Desde su experiencia en Alemania, ¿cómo ve la cultura musical en nuestro país?
-La diferencia es abismal. En Alemania, prácticamente todo el mundo ha llegado a un nivel superior de algún instrumento, tienen una cultura musical de base desde la infancia tremenda. Aquí hemos evolucionado, pero no a ese nivel. Yo mismo, si no hubiera tenido escuela de música en el pueblo, no habría llegado a lo que soy, y ahí esta Musikene con cerca de cien nuevos músicos titulados al año. De hecho, Euskadi es afortunada por tener dos orquestas sinfónicas y una temporada estable de ópera; pero ni siquiera Madrid o Barcelona se pueden comparar ni de lejos con Berlín. En Alemania cualquier ciudad de más 50.000 habitantes cuenta con un teatro de ópera y una orquesta sinfónica, pero no se puede pretender que en 30 años lleguemos a lo que ellos han logrado en siglos. Tenemos grandes músicos, pero luego está el matiz de crear público, ahí sí que no hemos avanzado tanto. Un pueblo sin cultura es difícil que tenga un futuro positivo. Ahí está la verdadera crisis de nuestros días.

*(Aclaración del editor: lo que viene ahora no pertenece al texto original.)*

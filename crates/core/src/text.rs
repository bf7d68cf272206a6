//! Cleanup of SRT cue text into ASS dialogue text.
//!
//! SRT cues carry loose HTML: `<i>`, `<b>`, `<font color=..>`, `<br>` and
//! entities. ASS has none of that, so tags are stripped (keeping their inner
//! text), italics become either the `Italic` style or inline `{\i1}` overrides,
//! and line breaks become the literal `\N` marker.

use crate::encoding;
use regex::{Captures, Regex};
use serde::Serialize;
use std::sync::LazyLock;
use tracing::{debug, trace};

/// ASS hard line break.
pub const LINE_BREAK: &str = "\\N";

/// Text used when a cue has nothing left after cleaning.
pub const PLACEHOLDER: &str = "[...]";

const BOM: char = '\u{FEFF}';

static WRAPPED_ITALIC: LazyLock<Regex> =
    LazyLock::new(|| Regex::new(r"(?is)^\s*<\s*i\s*>(.*)<\s*/\s*i\s*>\s*$").unwrap());
static ITALIC_TAG: LazyLock<Regex> =
    LazyLock::new(|| Regex::new(r"(?i)<\s*(/)?\s*i\s*>").unwrap());
static INLINE_TAG: LazyLock<Regex> = LazyLock::new(|| {
    Regex::new(r"(?i)<\s*/?\s*(?:b|u|s|strike|em|strong|font|span|div|p)\b[^>]*>").unwrap()
});
static BREAK_TAG: LazyLock<Regex> =
    LazyLock::new(|| Regex::new(r"(?i)<\s*br\s*/?\s*>").unwrap());
static ENTITY: LazyLock<Regex> =
    LazyLock::new(|| Regex::new(r"&(#[0-9]{1,7}|#[xX][0-9a-fA-F]{1,6}|[a-zA-Z]+);").unwrap());
static SPACES: LazyLock<Regex> = LazyLock::new(|| Regex::new(r"[ \t]{2,}").unwrap());

/// Style an individual cue is rendered with.
#[derive(Debug, Clone, Copy, Default, PartialEq, Eq, Hash, Serialize)]
pub enum CueStyle {
    #[default]
    Default,
    /// Defined in the style sheet; nothing selects it yet.
    Title,
    Italic,
}

impl CueStyle {
    /// Style name as written in the `[V4+ Styles]` section.
    pub fn name(&self) -> &'static str {
        match self {
            CueStyle::Default => "Default",
            CueStyle::Title => "Title",
            CueStyle::Italic => "Italic",
        }
    }
}

/// Cleaned text plus the style detected for it.
#[derive(Debug, Clone, PartialEq, Eq)]
pub struct FormattedText {
    pub text: String,
    pub style: CueStyle,
}

/// Turn raw cue text (possibly several lines) into ASS ready text.
/// The result is never empty.
pub fn format(raw: &str) -> FormattedText {
    trace!("format raw={raw:?}");
    let text = raw.strip_prefix(BOM).unwrap_or(raw);
    let text = encoding::fix(text);
    let text = normalize_newlines(&text);

    let (text, style) = if is_wholly_italic(&text) {
        (ITALIC_TAG.replace_all(&text, "").into_owned(), CueStyle::Italic)
    } else {
        (inline_italics(&text), CueStyle::Default)
    };

    let text = INLINE_TAG.replace_all(&text, "");
    let text = BREAK_TAG.replace_all(&text, LINE_BREAK);
    let text = decode_entities(&text);
    let text = text.replace('\n', LINE_BREAK);
    let text = tidy_lines(&text);

    if text.is_empty() {
        debug!("cue text empty after cleaning, falling back to original");
        return FormattedText {
            text: fallback(raw),
            style: CueStyle::Default,
        };
    }
    FormattedText { text, style }
}

/// Convert `\r\n` and lone `\r` to `\n`.
pub fn normalize_newlines(text: &str) -> String {
    text.replace("\r\n", "\n").replace('\r', "\n")
}

/// Decode named and numeric HTML entities. Unknown names and control
/// characters are left as is; `&#13;` and `&#10;` become `\n`.
pub fn decode_entities(text: &str) -> String {
    if !text.contains('&') {
        return text.to_string();
    }
    ENTITY
        .replace_all(text, |caps: &Captures| {
            let body = &caps[1];
            let decoded = match body.strip_prefix('#') {
                Some(num) => numeric_entity(num),
                None => named_entity(body),
            };
            decoded.map_or_else(|| caps[0].to_string(), |c| c.to_string())
        })
        .into_owned()
}

fn numeric_entity(num: &str) -> Option<char> {
    let code = match num.strip_prefix(['x', 'X']) {
        Some(hex) => u32::from_str_radix(hex, 16).ok()?,
        None => num.parse().ok()?,
    };
    match char::from_u32(code)? {
        '\r' | '\n' => Some('\n'),
        c if c.is_control() => None,
        c => Some(c),
    }
}

fn named_entity(name: &str) -> Option<char> {
    let c = match name {
        "amp" => '&',
        "lt" => '<',
        "gt" => '>',
        "quot" => '"',
        "apos" => '\'',
        "nbsp" => '\u{A0}',
        "mdash" => '\u{2014}',
        "ndash" => '\u{2013}',
        "hellip" => '\u{2026}',
        "lsquo" => '\u{2018}',
        "rsquo" => '\u{2019}',
        "ldquo" => '\u{201C}',
        "rdquo" => '\u{201D}',
        _ => return None,
    };
    Some(c)
}

/// A cue is wholly italic when the whole text, or every non-empty line,
/// is a single `<i>...</i>` span.
fn is_wholly_italic(text: &str) -> bool {
    let single_span = |s: &str| {
        WRAPPED_ITALIC
            .captures(s)
            .is_some_and(|caps| ITALIC_TAG.find(&caps[1]).is_none())
    };
    if single_span(text) {
        return true;
    }
    let mut lines = text.lines().filter(|l| !l.trim().is_empty()).peekable();
    lines.peek().is_some() && lines.all(single_span)
}

/// Rewrite partial `<i>` spans as ASS override tags.
fn inline_italics(text: &str) -> String {
    ITALIC_TAG
        .replace_all(text, |caps: &Captures| {
            if caps.get(1).is_some() {
                "{\\i0}"
            } else {
                "{\\i1}"
            }
        })
        .into_owned()
}

/// Trim each `\N` separated line, squeeze runs of blanks and drop empty lines.
fn tidy_lines(text: &str) -> String {
    text.split(LINE_BREAK)
        .map(|line| SPACES.replace_all(line.trim(), " ").into_owned())
        .filter(|line| !line.is_empty())
        .collect::<Vec<_>>()
        .join(LINE_BREAK)
        .trim()
        .to_string()
}

/// Whitespace collapsed original text, or the placeholder.
fn fallback(raw: &str) -> String {
    let collapsed = raw.split_whitespace().collect::<Vec<_>>().join(" ");
    if collapsed.is_empty() {
        PLACEHOLDER.to_string()
    } else {
        collapsed
    }
}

¿Está afectando la crisis a la música en general y a su trabajo en particular?
-Muchísimo. Evidentemente, en una medida tan grande como aquí no, pero Alemania también ha vivido la tragedia de ver fusionar orquestas, se han reducido los conciertos... En España hay 27 orquestas profesionales y eso es muy poco para una población de 45 millones de habitantes. Pero aunque no vamos sobrados de música, tampoco de abonados. Hay que trabajar para cambiar eso y atraer gente a los teatros. Incluso a mis amigos les resulta extraño mi trabajo. Hay que abrir las puertas y que el público nos reclame. Algunos precios también son un escándalo, es otra cosa a cambiar.
Vivir de la música es casi un milagro y usted lo ha conseguido. ¿Ha tenido que renunciar a algo para lograrlo?
-Soy consciente de que soy afortunado, porque el éxito no depende solo de trabajar mil horas, sino también de la suerte. Además, he logrado trabajar en lo que me apasiona y mi sueño es poder vivir de esto siempre. En este sentido, no creo haber renunciado a nada. Renunciar a la música sería lo que no podría soportar. Es cierto que soy muy casero, sin embargo ahora hasta me encantan los hoteles, esa eventualidad de estar siempre conociendo cosas, sitios y gente nueva.
¿Ha compuesto música o se ha planteado hacerlo?
-Sí. Cuando llegué a Barcelona tuve la suerte de poder matricularme en dirección y composición, algo ahora imposible dado el nuevo plan de estudios, que creo incorrecto. Pude formarme como músico en todas las facetas y por ello compuse. Pero el tiempo da para lo que da, me debo a los músicos y nunca voy a un ensayo sin tener todo atado en mi cabeza, me gusta dirigir de memoria. No obstante, algún día tendré que sentarme de nuevo a componer, se lo he prometido a mi mujer.
¿En qué anda trabajando y cuándo le podremos ver en casa?
-Ahora salgo para Madrid. Estoy trabajando en una producción en el Teatro Real, con La ciudad de las mentiras de Elena Mendoza; y después del verano dirigiré dos óperas en el teatro Lliure de Barcelona. Por aquí, de momento, no me ha salido ningún proyecto. A ver si me llaman de las sinfónicas de Bilbao o Euskadi, con las que tengo una muy buena relación.